The input:
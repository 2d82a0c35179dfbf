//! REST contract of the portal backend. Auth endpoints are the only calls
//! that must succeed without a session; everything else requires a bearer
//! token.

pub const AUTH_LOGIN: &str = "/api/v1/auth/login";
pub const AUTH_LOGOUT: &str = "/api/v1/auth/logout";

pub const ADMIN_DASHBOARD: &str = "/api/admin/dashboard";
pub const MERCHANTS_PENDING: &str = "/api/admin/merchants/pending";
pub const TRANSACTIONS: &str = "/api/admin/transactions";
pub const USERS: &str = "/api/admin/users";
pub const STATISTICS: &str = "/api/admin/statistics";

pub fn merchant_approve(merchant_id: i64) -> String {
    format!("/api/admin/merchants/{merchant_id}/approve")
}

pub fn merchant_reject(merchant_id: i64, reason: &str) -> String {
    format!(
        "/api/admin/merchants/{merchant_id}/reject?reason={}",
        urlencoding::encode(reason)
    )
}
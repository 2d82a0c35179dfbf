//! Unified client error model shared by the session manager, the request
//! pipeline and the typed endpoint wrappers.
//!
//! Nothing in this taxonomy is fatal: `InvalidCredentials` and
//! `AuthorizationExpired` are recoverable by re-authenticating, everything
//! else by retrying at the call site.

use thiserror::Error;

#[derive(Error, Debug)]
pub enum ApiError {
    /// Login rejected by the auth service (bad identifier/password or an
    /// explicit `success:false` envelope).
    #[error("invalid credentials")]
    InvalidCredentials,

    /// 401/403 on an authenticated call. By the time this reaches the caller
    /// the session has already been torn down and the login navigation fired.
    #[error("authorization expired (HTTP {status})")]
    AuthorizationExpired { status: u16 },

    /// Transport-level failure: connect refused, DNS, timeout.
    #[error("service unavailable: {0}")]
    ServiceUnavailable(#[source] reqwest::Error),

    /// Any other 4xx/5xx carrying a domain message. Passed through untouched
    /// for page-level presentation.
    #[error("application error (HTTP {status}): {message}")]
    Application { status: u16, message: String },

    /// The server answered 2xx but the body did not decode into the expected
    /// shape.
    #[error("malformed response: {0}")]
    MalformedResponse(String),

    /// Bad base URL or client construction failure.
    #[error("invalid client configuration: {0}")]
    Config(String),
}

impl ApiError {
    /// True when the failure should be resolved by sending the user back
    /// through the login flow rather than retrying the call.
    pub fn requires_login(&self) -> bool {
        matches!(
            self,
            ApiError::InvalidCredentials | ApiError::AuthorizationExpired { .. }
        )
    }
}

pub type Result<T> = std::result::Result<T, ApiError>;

Work task: Using the listing above, pull out all lines that hold the word "retrying".

Result for this task:
//! else by retrying at the call site.
    /// through the login flow rather than retrying the call.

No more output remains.